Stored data
--------

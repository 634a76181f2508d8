//! Analysis Routines
//!
//! End-to-end routines over an uploaded CSV:
//!
//! - [`run_sales_forecast`]: flag unusual periods and forecast the target
//! - [`run_fraud_detection`]: score transactions and summarize the suspicious ones
//! - [`run_invoice_processing`]: segment revenue, flag invoices, and audit budgets
//!
//! Each routine validates its parameters before reading any data and maps
//! every failure, including a panic inside a stage, to [`AnalysisError`].

pub mod config;
pub mod correlation;
mod error;
pub mod fraud;
mod guard;
pub mod invoice;
pub mod sales;
mod stages;
mod stats;

pub use config::{
    InvoiceConfig, InvoiceConfigBuilder, RunConfig, RunConfigBuilder, CONTAMINATION_RANGE,
    HORIZON_RANGE,
};
pub use correlation::{correlation_matrix, pearson, CorrelationMatrix};
pub use error::{AnalysisError, Result};
pub use fraud::{run_fraud_detection, FraudReport};
pub use invoice::{run_invoice_processing, InvoiceReport};
pub use sales::{run_sales_forecast, SalesForecastReport};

--------

ABOUT THIS TASK: Return the lines above, starting at the one that contains "pub mod fraud;" and running through the last, exactly as they appear, with no extra lines.

EXERCISE RESULT:
pub mod fraud;
mod guard;
pub mod invoice;
pub mod sales;
mod stages;
mod stats;

pub use config::{
    InvoiceConfig, InvoiceConfigBuilder, RunConfig, RunConfigBuilder, CONTAMINATION_RANGE,
    HORIZON_RANGE,
};
pub use correlation::{correlation_matrix, pearson, CorrelationMatrix};
pub use error::{AnalysisError, Result};
pub use fraud::{run_fraud_detection, FraudReport};
pub use invoice::{run_invoice_processing, InvoiceReport};
pub use sales::{run_sales_forecast, SalesForecastReport};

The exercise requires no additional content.